● WHAT IS BEING ASKED: Provide an exact reproduction of every entry.

● Items from a data source:
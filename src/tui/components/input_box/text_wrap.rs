//! Wrapping helpers and dimensional constants for the InputBox.
//!
//! Wrapped lines are tracked as byte ranges into the buffer so the cursor,
//! the renderer and the height calculation all agree on one layout.

use std::ops::Range;

use unicode_width::UnicodeWidthChar;
use unicode_width::UnicodeWidthStr;

/// Border (2) + padding (2) consumed horizontally by the bordered block
pub(super) const HORIZONTAL_OVERHEAD: u16 = 4;
/// Top + bottom borders consumed vertically
pub(super) const VERTICAL_OVERHEAD: u16 = 2;
/// Maximum visible content lines before internal scrolling kicks in
pub(super) const MAX_VISIBLE_LINES: u16 = 5;
/// Offset from area edge to content (border + padding)
pub(super) const CONTENT_OFFSET: u16 = 2;

pub(super) fn wrap_options(inner_width: u16) -> textwrap::Options<'static> {
    textwrap::Options::new(inner_width as usize)
        .break_words(true)
        .word_separator(textwrap::WordSeparator::AsciiSpace)
}

/// Inner content width after border/padding overhead; 0 if too narrow.
pub(super) fn inner_width(content_width: u16) -> u16 {
    content_width.saturating_sub(HORIZONTAL_OVERHEAD)
}

/// Byte range of every wrapped line in `text`. Always at least one line;
/// a trailing newline yields a trailing empty line.
pub(super) fn line_spans(text: &str, width: u16) -> Vec<Range<usize>> {
    let mut spans = Vec::new();
    let mut offset = 0;
    for logical in text.split('\n') {
        if width == 0 || logical.is_empty() {
            spans.push(offset..offset + logical.len());
        } else {
            let mut from = 0;
            for segment in textwrap::wrap(logical, wrap_options(width)) {
                let start = logical[from..]
                    .find(segment.as_ref())
                    .map(|i| from + i)
                    .unwrap_or(from);
                let end = start + segment.len();
                spans.push(offset + start..offset + end);
                from = end;
            }
        }
        offset += logical.len() + 1;
    }
    spans
}

pub(super) fn wrap_line_count(text: &str, width: u16) -> u16 {
    (line_spans(text, width).len() as u16).max(1)
}

/// Index of the wrapped line holding byte offset `pos`.
pub(super) fn line_index(spans: &[Range<usize>], pos: usize) -> usize {
    spans
        .iter()
        .rposition(|r| r.start <= pos)
        .unwrap_or(0)
}

/// Byte offset within `line` whose display column is closest to `column`
/// without passing it.
pub(super) fn offset_at_column(line: &str, column: usize) -> usize {
    let mut width = 0;
    for (i, c) in line.char_indices() {
        let w = c.width().unwrap_or(0);
        if width + w > column {
            return i;
        }
        width += w;
    }
    line.len()
}

pub(super) fn display_width(s: &str) -> usize {
    s.width()
}

pub(super) fn prev_char_boundary(text: &str, pos: usize) -> usize {
    text[..pos]
        .char_indices()
        .next_back()
        .map(|(i, _)| i)
        .unwrap_or(0)
}

pub(super) fn next_char_boundary(text: &str, pos: usize) -> usize {
    text[pos..]
        .char_indices()
        .nth(1)
        .map(|(i, _)| pos + i)
        .unwrap_or(text.len())
}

● ANSWER SECTION:
filename src/tui/components/input_box/text_wrap.rs
//! Wrapping helpers and dimensional constants for the InputBox.
//!
//! Wrapped lines are tracked as byte ranges into the buffer so the cursor,
//! the renderer and the height calculation all agree on one layout.

use std::ops::Range;

use unicode_width::UnicodeWidthChar;
use unicode_width::UnicodeWidthStr;

/// Border (2) + padding (2) consumed horizontally by the bordered block
pub(super) const HORIZONTAL_OVERHEAD: u16 = 4;
/// Top + bottom borders consumed vertically
pub(super) const VERTICAL_OVERHEAD: u16 = 2;
/// Maximum visible content lines before internal scrolling kicks in
pub(super) const MAX_VISIBLE_LINES: u16 = 5;
/// Offset from area edge to content (border + padding)
pub(super) const CONTENT_OFFSET: u16 = 2;

pub(super) fn wrap_options(inner_width: u16) -> textwrap::Options<'static> {
    textwrap::Options::new(inner_width as usize)
        .break_words(true)
        .word_separator(textwrap::WordSeparator::AsciiSpace)
}

/// Inner content width after border/padding overhead; 0 if too narrow.
pub(super) fn inner_width(content_width: u16) -> u16 {
    content_width.saturating_sub(HORIZONTAL_OVERHEAD)
}

/// Byte range of every wrapped line in `text`. Always at least one line;
/// a trailing newline yields a trailing empty line.
pub(super) fn line_spans(text: &str, width: u16) -> Vec<Range<usize>> {
    let mut spans = Vec::new();
    let mut offset = 0;
    for logical in text.split('\n') {
        if width == 0 || logical.is_empty() {
            spans.push(offset..offset + logical.len());
        } else {
            let mut from = 0;
            for segment in textwrap::wrap(logical, wrap_options(width)) {
                let start = logical[from..]
                    .find(segment.as_ref())
                    .map(|i| from + i)
                    .unwrap_or(from);
                let end = start + segment.len();
                spans.push(offset + start..offset + end);
                from = end;
            }
        }
        offset += logical.len() + 1;
    }
    spans
}

pub(super) fn wrap_line_count(text: &str, width: u16) -> u16 {
    (line_spans(text, width).len() as u16).max(1)
}

/// Index of the wrapped line holding byte offset `pos`.
pub(super) fn line_index(spans: &[Range<usize>], pos: usize) -> usize {
    spans
        .iter()
        .rposition(|r| r.start <= pos)
        .unwrap_or(0)
}

/// Byte offset within `line` whose display column is closest to `column`
/// without passing it.
pub(super) fn offset_at_column(line: &str, column: usize) -> usize {
    let mut width = 0;
    for (i, c) in line.char_indices() {
        let w = c.width().unwrap_or(0);
        if width + w > column {
            return i;
        }
        width += w;
    }
    line.len()
}

pub(super) fn display_width(s: &str) -> usize {
    s.width()
}

pub(super) fn prev_char_boundary(text: &str, pos: usize) -> usize {
    text[..pos]
        .char_indices()
        .next_back()
        .map(|(i, _)| i)
        .unwrap_or(0)
}

pub(super) fn next_char_boundary(text: &str, pos: usize) -> usize {
    text[pos..]
        .char_indices()
        .nth(1)
        .map(|(i, _)| pos + i)
        .unwrap_or(text.len())
}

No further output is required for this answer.